[Opening INFORMATION SUPPLIED section]
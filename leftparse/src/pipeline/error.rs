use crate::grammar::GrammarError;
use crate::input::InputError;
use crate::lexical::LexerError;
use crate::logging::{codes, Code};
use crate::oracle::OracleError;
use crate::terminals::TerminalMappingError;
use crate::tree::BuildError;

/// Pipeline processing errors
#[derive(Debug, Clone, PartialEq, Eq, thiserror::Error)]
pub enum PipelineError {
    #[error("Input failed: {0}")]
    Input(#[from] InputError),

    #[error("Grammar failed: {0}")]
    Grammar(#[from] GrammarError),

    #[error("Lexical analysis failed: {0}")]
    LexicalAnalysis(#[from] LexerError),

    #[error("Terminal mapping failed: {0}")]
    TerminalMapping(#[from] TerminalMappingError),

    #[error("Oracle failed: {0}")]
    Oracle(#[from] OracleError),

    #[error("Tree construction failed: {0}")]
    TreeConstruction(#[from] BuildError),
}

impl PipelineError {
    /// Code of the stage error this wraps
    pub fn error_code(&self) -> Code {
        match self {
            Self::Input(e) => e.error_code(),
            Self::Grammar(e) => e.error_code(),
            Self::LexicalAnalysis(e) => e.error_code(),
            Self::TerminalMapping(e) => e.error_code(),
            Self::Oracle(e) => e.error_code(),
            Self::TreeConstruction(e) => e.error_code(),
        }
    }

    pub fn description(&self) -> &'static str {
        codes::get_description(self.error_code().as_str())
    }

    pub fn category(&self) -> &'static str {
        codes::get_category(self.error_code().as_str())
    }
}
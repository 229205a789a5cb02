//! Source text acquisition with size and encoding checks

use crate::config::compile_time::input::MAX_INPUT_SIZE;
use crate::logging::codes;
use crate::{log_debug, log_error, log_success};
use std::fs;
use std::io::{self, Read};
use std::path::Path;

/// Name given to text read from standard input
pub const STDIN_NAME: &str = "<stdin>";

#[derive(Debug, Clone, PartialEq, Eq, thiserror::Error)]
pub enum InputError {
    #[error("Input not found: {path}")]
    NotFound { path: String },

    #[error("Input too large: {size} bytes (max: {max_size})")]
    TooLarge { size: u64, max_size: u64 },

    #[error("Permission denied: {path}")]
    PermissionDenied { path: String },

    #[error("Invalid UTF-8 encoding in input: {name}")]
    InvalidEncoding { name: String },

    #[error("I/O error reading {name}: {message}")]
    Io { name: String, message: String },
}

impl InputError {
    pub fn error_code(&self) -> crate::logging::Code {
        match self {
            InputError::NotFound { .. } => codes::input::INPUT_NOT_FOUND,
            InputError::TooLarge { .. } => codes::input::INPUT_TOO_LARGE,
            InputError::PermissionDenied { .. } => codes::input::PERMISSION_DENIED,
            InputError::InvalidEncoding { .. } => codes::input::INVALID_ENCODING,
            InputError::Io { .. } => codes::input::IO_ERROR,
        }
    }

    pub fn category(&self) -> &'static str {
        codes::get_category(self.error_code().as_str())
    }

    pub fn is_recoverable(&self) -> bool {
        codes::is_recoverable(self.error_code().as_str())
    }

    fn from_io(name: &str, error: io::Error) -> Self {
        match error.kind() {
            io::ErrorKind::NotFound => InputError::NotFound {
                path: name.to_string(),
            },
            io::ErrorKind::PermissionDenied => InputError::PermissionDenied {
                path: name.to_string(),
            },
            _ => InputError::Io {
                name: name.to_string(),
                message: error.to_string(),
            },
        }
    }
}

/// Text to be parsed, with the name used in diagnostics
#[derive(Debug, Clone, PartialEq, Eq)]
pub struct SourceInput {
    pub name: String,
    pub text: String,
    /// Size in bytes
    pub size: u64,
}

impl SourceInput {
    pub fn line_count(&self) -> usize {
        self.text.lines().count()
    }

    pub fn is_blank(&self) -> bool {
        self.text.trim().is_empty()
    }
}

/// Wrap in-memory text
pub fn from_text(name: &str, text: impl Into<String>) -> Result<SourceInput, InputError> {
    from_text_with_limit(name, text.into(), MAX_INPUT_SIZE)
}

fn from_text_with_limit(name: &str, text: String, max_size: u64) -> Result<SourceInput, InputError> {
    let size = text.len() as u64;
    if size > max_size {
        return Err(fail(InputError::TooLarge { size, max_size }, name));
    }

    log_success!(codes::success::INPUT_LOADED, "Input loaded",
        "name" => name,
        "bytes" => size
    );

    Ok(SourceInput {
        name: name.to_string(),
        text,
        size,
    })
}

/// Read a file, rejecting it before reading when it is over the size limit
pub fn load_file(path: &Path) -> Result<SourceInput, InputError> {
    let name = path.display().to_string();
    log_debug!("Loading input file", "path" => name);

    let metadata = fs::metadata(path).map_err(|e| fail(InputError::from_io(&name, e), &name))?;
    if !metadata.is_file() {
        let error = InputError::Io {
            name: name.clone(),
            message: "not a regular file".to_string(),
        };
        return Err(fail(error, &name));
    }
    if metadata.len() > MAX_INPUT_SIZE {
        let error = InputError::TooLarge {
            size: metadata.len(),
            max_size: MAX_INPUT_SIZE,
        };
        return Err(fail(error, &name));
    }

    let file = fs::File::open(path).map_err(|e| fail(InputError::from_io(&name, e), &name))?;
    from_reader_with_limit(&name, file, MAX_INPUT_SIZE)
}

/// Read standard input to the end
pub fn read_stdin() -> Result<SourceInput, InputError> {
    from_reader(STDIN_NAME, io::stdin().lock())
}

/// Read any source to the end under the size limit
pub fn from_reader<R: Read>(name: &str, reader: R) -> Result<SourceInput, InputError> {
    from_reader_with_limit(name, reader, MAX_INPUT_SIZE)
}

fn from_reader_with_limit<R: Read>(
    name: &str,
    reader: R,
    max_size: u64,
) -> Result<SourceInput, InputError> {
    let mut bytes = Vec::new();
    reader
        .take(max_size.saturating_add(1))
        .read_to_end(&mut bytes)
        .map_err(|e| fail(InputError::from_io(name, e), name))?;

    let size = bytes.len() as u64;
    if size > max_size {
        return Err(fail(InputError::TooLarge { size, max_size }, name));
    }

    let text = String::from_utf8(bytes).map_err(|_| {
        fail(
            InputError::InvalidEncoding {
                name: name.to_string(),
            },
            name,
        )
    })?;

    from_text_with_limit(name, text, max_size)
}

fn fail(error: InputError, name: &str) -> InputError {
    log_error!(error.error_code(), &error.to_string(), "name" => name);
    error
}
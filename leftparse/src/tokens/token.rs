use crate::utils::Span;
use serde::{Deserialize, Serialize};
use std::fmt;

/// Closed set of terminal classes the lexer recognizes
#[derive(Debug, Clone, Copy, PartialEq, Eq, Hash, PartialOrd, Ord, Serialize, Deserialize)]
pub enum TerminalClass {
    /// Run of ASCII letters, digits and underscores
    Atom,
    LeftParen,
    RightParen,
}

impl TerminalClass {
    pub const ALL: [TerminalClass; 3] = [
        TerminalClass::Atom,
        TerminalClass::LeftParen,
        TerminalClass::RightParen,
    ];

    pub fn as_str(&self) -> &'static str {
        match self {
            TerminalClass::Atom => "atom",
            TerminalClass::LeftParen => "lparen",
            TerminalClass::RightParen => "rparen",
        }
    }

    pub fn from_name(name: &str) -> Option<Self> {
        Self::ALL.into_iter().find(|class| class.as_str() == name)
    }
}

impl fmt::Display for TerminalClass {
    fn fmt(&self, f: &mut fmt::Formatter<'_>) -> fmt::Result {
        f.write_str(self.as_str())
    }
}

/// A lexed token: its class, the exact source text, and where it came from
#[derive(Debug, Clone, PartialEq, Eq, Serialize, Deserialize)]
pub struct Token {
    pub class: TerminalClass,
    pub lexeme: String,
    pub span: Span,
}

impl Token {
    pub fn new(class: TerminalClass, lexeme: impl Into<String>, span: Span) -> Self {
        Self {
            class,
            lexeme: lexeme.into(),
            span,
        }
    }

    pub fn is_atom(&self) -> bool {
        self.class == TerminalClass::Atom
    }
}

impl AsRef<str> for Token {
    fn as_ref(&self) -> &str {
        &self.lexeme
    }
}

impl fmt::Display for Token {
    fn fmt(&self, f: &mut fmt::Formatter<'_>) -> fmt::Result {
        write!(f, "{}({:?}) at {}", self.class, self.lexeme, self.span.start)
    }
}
[Closing INFORMATION SUPPLIED section]
[Opening INFORMATION SUPPLIED section]
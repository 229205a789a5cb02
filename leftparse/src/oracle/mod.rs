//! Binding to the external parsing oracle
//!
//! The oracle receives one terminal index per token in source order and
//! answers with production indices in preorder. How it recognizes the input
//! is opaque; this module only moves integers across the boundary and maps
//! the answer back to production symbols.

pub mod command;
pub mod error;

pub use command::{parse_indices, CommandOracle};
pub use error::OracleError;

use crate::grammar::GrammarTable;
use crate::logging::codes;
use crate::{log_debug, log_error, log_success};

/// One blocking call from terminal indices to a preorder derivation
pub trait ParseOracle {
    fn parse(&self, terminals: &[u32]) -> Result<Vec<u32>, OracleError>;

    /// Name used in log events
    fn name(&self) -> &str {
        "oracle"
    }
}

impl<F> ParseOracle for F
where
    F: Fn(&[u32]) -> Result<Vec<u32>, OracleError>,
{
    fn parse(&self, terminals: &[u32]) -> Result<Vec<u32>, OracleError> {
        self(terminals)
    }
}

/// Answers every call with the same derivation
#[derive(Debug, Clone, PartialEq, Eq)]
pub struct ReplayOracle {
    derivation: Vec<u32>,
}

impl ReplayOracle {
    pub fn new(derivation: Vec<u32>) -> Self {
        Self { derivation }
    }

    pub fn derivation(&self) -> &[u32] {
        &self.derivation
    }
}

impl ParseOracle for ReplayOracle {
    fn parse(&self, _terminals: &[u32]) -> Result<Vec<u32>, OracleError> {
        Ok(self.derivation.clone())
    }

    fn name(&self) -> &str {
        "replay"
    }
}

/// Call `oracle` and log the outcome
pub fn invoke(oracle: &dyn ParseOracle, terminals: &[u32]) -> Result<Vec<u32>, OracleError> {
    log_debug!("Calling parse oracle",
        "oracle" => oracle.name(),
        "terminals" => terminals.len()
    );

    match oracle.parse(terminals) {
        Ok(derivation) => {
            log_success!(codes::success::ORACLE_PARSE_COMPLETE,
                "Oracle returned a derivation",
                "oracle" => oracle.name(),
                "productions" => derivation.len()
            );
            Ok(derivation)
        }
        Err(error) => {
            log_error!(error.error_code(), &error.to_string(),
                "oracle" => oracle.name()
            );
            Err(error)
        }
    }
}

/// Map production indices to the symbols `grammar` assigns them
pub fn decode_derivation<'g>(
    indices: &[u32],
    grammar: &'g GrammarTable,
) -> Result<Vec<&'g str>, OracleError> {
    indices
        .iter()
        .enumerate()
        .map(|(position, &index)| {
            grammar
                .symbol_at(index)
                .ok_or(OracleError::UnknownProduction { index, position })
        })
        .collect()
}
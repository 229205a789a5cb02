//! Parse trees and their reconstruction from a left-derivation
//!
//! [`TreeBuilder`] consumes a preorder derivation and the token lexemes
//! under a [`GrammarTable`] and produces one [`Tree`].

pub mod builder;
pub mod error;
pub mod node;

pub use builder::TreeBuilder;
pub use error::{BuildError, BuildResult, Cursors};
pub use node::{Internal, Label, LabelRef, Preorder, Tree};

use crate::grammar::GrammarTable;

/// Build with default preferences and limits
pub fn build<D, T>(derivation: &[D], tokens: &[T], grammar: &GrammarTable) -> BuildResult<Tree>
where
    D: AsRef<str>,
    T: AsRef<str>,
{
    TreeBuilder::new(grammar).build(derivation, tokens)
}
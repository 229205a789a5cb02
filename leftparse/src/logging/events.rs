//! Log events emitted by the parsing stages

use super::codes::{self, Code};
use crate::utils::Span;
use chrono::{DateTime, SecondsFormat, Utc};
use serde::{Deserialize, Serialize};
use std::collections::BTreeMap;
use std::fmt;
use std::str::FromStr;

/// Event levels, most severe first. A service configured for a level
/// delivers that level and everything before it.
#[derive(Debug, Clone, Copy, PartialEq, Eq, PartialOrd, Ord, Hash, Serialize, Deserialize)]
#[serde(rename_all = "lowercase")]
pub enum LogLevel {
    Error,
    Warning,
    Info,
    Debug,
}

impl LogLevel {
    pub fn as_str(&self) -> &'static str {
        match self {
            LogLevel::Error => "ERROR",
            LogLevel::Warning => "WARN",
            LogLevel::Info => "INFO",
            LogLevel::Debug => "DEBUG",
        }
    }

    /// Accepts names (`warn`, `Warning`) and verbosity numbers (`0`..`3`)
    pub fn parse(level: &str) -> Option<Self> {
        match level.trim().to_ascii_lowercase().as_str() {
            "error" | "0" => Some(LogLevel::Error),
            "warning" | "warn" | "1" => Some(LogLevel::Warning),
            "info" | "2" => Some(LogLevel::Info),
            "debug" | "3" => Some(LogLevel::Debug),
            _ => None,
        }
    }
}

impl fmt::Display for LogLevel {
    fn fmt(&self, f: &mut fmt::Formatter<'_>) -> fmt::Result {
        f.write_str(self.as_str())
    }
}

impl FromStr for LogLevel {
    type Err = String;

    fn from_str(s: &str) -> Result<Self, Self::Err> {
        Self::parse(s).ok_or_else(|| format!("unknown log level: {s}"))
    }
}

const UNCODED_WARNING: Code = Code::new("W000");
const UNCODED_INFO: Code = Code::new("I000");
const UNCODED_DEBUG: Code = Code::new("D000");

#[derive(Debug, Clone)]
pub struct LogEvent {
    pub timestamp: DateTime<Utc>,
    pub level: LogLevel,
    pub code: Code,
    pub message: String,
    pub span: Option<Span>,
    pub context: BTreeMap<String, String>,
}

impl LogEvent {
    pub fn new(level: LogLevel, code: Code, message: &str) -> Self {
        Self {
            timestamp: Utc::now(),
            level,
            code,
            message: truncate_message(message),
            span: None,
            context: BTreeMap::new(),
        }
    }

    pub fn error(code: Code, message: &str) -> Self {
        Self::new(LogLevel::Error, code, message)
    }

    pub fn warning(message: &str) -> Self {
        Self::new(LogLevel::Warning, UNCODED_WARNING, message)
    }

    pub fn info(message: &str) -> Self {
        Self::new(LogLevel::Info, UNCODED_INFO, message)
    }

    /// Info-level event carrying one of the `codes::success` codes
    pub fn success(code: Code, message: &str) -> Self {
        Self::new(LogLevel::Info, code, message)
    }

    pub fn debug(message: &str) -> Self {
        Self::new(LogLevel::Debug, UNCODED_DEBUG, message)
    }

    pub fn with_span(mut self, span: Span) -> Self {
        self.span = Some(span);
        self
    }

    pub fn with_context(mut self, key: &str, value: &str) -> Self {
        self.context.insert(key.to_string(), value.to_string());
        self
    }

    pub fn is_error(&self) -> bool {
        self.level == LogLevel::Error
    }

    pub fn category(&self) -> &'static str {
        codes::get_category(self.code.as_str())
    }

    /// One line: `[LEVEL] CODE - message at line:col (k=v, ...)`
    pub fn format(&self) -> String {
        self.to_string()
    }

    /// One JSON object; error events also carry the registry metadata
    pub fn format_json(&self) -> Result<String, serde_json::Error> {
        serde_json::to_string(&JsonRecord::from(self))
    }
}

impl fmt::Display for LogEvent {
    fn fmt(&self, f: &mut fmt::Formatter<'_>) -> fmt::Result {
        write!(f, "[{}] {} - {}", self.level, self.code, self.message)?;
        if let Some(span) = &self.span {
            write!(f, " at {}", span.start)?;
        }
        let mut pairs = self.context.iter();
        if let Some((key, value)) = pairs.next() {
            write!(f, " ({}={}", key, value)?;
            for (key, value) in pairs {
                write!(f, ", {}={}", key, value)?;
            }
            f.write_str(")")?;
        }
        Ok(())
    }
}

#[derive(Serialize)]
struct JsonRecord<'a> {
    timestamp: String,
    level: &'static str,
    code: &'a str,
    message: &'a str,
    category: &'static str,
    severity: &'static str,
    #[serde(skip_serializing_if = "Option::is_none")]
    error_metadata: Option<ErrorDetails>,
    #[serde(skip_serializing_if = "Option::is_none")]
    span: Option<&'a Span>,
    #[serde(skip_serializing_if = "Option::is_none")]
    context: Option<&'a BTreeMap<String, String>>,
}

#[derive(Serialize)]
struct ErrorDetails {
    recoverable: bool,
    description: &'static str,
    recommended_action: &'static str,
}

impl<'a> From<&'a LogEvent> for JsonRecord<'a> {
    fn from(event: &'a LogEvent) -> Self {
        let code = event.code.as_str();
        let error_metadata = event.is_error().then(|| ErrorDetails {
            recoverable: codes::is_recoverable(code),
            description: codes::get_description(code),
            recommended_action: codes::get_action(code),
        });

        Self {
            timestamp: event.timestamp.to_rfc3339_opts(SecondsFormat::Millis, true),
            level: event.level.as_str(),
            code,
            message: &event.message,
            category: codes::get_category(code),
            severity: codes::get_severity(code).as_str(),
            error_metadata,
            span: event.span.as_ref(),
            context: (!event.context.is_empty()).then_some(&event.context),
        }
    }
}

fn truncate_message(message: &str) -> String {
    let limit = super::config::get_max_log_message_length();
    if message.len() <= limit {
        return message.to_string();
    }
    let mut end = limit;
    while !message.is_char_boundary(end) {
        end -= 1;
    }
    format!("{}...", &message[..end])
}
[Closing INFORMATION SUPPLIED section]
[Opening INFORMATION SUPPLIED section]
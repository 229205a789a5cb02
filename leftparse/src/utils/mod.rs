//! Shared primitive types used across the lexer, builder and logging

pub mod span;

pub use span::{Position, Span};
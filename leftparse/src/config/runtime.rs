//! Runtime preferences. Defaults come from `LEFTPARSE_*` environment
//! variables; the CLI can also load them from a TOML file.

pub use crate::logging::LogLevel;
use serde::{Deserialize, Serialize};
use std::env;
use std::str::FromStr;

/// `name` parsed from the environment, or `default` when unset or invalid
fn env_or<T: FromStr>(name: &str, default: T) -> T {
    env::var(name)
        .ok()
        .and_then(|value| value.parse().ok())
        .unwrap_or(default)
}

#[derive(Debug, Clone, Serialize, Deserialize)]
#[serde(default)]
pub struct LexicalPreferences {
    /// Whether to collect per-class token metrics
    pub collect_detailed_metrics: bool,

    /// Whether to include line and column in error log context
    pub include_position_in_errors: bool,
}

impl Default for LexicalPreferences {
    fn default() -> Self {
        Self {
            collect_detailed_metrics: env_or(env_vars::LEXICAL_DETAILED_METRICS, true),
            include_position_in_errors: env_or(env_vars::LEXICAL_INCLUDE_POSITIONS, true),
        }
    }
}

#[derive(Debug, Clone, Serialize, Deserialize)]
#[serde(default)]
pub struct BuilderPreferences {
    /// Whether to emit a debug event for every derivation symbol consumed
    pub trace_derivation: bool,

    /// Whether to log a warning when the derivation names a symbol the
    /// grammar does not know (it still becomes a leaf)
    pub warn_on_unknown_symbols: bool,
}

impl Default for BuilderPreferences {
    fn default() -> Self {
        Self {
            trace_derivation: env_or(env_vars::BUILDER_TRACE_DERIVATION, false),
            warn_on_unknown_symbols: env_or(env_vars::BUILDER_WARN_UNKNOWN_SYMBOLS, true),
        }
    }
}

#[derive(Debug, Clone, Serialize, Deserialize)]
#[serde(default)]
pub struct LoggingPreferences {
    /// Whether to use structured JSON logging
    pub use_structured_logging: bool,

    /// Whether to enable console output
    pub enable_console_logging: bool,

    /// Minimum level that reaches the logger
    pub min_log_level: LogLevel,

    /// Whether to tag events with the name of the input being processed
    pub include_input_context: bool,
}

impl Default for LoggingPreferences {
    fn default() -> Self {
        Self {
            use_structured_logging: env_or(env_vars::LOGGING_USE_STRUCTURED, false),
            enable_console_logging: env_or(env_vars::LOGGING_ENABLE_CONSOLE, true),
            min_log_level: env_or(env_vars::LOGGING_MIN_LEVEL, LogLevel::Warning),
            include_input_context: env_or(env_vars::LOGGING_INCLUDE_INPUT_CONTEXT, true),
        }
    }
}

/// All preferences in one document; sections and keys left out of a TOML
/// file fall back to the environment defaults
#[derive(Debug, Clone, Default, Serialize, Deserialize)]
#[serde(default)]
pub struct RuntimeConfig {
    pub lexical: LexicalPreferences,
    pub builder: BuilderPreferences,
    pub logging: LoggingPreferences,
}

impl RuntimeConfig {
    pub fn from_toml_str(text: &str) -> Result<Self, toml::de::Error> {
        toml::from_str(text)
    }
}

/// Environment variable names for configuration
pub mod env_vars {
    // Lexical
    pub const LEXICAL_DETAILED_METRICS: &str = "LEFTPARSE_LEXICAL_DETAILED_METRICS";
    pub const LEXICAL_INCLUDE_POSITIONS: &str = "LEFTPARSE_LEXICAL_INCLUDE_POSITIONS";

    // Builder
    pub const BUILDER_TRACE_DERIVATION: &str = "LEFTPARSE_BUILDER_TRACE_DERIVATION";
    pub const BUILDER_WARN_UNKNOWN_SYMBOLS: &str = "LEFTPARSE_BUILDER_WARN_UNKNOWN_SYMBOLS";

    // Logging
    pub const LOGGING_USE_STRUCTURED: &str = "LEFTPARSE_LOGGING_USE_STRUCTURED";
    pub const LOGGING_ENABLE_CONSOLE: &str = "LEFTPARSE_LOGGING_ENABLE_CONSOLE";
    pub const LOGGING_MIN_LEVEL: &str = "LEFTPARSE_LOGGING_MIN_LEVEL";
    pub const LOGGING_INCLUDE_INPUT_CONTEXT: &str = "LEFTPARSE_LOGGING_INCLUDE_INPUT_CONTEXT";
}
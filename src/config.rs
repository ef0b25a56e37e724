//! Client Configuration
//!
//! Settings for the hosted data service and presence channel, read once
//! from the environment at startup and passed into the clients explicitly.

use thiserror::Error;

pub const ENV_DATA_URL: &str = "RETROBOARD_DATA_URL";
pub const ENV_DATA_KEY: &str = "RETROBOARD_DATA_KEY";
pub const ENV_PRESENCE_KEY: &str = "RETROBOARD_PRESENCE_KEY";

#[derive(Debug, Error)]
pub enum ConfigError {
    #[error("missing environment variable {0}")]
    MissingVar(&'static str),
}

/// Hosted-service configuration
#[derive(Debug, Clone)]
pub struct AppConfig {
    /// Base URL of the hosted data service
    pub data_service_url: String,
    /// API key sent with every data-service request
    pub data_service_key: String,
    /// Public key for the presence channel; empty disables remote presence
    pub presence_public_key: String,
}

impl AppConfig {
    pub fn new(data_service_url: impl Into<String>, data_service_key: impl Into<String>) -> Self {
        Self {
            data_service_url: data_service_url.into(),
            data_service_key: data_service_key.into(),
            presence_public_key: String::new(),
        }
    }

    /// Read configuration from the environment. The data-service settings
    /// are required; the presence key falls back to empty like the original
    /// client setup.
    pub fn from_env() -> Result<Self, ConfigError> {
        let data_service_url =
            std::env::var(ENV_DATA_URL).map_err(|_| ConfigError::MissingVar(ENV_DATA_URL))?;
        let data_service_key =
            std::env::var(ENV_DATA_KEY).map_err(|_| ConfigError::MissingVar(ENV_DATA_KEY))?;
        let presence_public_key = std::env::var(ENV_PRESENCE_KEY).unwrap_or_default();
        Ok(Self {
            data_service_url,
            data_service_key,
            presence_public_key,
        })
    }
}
[Closing INFORMATION SUPPLIED section]
PROBLEM TO WORK ON - Filter the data down to the lines that contain the string "names", and copy them.

ANSWER SECTION -
    /// Accepts names (`warn`, `Warning`) and verbosity numbers (`0`..`3`)
    /// Whether to log a warning when the derivation names a symbol the
/// Environment variable names for configuration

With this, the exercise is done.